A financial expert, Mrs Frances Beckey, has urged microfinance banks to return to their original mandate of intermediating in small and medium scale enterprises for economic growth.
Beckey gave the advice in an interview with the News Agency of Nigeria (NAN) in Lagos.
The expert said that some microfinance banks had made their services inaccessible to the common man.
Beckey described such an attitude as unhealthy to the Nigerian economy.
According to her, some microfinance banks are operating only for traders, contractor and importers.
“This explains the cut throat interest rates microfinance banks charge, which tend toward commercial banking.
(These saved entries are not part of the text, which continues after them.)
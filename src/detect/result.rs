/// Thresholds every backend result is held to.
#[derive(Clone, Copy, Debug, PartialEq)]
pub struct DetectionThresholds {
    /// Minimum confidence (0..1) for a detection to count.
    pub confidence: f32,
    /// Non-max suppression overlap (IoU, 0..1). Same-class boxes overlapping a
    /// stronger box by more than this are dropped.
    pub overlap: f32,
}

impl Default for DetectionThresholds {
    fn default() -> Self {
        Self {
            confidence: 0.80,
            overlap: 0.30,
        }
    }
}

impl DetectionThresholds {
    /// Confidence as the integer percentage hosted inference APIs expect.
    pub fn confidence_percent(&self) -> u32 {
        to_percent(self.confidence)
    }

    pub fn overlap_percent(&self) -> u32 {
        to_percent(self.overlap)
    }
}

/// Result of running detection on a frame.
#[derive(Clone, Debug, Default, PartialEq)]
pub struct DetectionResult {
    pub detections: Vec<Detection>,
}

/// One labelled box. Coordinates are in frame pixels, `x`/`y` at the box centre.
#[derive(Clone, Debug, PartialEq)]
pub struct Detection {
    pub class_name: String,
    pub confidence: f32,
    pub x: f32,
    pub y: f32,
    pub width: f32,
    pub height: f32,
}

impl Detection {
    pub fn area(&self) -> f32 {
        self.width.max(0.0) * self.height.max(0.0)
    }

    /// Left, top, right, bottom.
    pub fn bounds(&self) -> (f32, f32, f32, f32) {
        let half_w = self.width / 2.0;
        let half_h = self.height / 2.0;
        (
            self.x - half_w,
            self.y - half_h,
            self.x + half_w,
            self.y + half_h,
        )
    }

    pub fn iou(&self, other: &Detection) -> f32 {
        let (l1, t1, r1, b1) = self.bounds();
        let (l2, t2, r2, b2) = other.bounds();
        let inter_w = (r1.min(r2) - l1.max(l2)).max(0.0);
        let inter_h = (b1.min(b2) - t1.max(t2)).max(0.0);
        let intersection = inter_w * inter_h;
        let union = self.area() + other.area() - intersection;
        if union <= 0.0 {
            0.0
        } else {
            intersection / union
        }
    }
}

impl DetectionResult {
    pub fn new(detections: Vec<Detection>) -> Self {
        Self { detections }
    }

    /// Class labels, one per detection, strongest first after `filtered`.
    pub fn labels(&self) -> Vec<String> {
        self.detections
            .iter()
            .map(|detection| detection.class_name.clone())
            .collect()
    }

    pub fn is_empty(&self) -> bool {
        self.detections.is_empty()
    }

    /// Drop detections under the confidence threshold, then suppress overlaps.
    pub fn filtered(self, thresholds: &DetectionThresholds) -> Self {
        let confident = self
            .detections
            .into_iter()
            .filter(|detection| detection.confidence.is_finite())
            .filter(|detection| detection.confidence >= thresholds.confidence)
            .collect();
        Self {
            detections: non_max_suppression(confident, thresholds.overlap),
        }
    }
}

/// Per-class greedy non-max suppression.
///
/// Output is ordered by descending confidence.
pub fn non_max_suppression(mut detections: Vec<Detection>, overlap: f32) -> Vec<Detection> {
    detections.sort_by(|a, b| b.confidence.total_cmp(&a.confidence));
    let mut kept: Vec<Detection> = Vec::with_capacity(detections.len());
    for candidate in detections {
        let suppressed = kept.iter().any(|existing| {
            existing.class_name == candidate.class_name && existing.iou(&candidate) > overlap
        });
        if !suppressed {
            kept.push(candidate);
        }
    }
    kept
}

fn to_percent(value: f32) -> u32 {
    (value.clamp(0.0, 1.0) * 100.0).round() as u32
}

#[cfg(test)]
mod tests {
    use super::*;

    fn det(class_name: &str, confidence: f32, x: f32, y: f32) -> Detection {
        Detection {
            class_name: class_name.to_string(),
            confidence,
            x,
            y,
            width: 100.0,
            height: 100.0,
        }
    }

    #[test]
    fn iou_of_identical_and_disjoint_boxes() {
        let a = det("Blue Hoodie", 0.9, 50.0, 50.0);
        let b = det("Blue Hoodie", 0.9, 500.0, 500.0);
        assert!((a.iou(&a) - 1.0).abs() < 1e-6);
        assert_eq!(a.iou(&b), 0.0);
    }

    #[test]
    fn nms_suppresses_same_class_overlaps_only() {
        let detections = vec![
            det("Blue Hoodie", 0.85, 55.0, 50.0),
            det("Blue Hoodie", 0.95, 50.0, 50.0),
            det("Gray Sweatpants", 0.90, 52.0, 50.0),
            det("Blue Hoodie", 0.88, 400.0, 50.0),
        ];
        let kept = non_max_suppression(detections, 0.30);
        let labels: Vec<_> = kept.iter().map(|d| (d.class_name.as_str(), d.confidence)).collect();
        assert_eq!(
            labels,
            vec![
                ("Blue Hoodie", 0.95),
                ("Gray Sweatpants", 0.90),
                ("Blue Hoodie", 0.88),
            ]
        );
    }

    #[test]
    fn filtered_applies_confidence_before_nms() {
        let result = DetectionResult::new(vec![
            det("Yellow T-Shirt", 0.79, 50.0, 50.0),
            det("Yellow T-Shirt", 0.80, 52.0, 50.0),
            det("Navy Sweatpants", f32::NAN, 300.0, 300.0),
        ]);
        let filtered = result.filtered(&DetectionThresholds::default());
        assert_eq!(filtered.labels(), vec!["Yellow T-Shirt".to_string()]);
        assert_eq!(filtered.detections[0].confidence, 0.80);
    }

    #[test]
    fn thresholds_convert_to_percent() {
        let thresholds = DetectionThresholds::default();
        assert_eq!(thresholds.confidence_percent(), 80);
        assert_eq!(thresholds.overlap_percent(), 30);
    }
}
“Some operators have gone berserk, using micro credit as a profit-making model.
“This contradicts the definition and objective of non-collateral loan for low income generation activities of poor people,” she said.
The expert told NAN that only a paradigm shift in operations would reposition microfinance banks to benefit from the nation’s enormous market.
“Microfinance banking is not about pooling money out of poor people; it is a shelter for the poor,” she said.
She urged microfinance banks to support numerous emerging businesses.
Beckey said that microfinance banks had failed to utilise opportunities in the nation’s informal sector to generate profit and promote self-reliance.
“That there are lots of opportunities in the microfinance sub-sector in the country is unarguable”.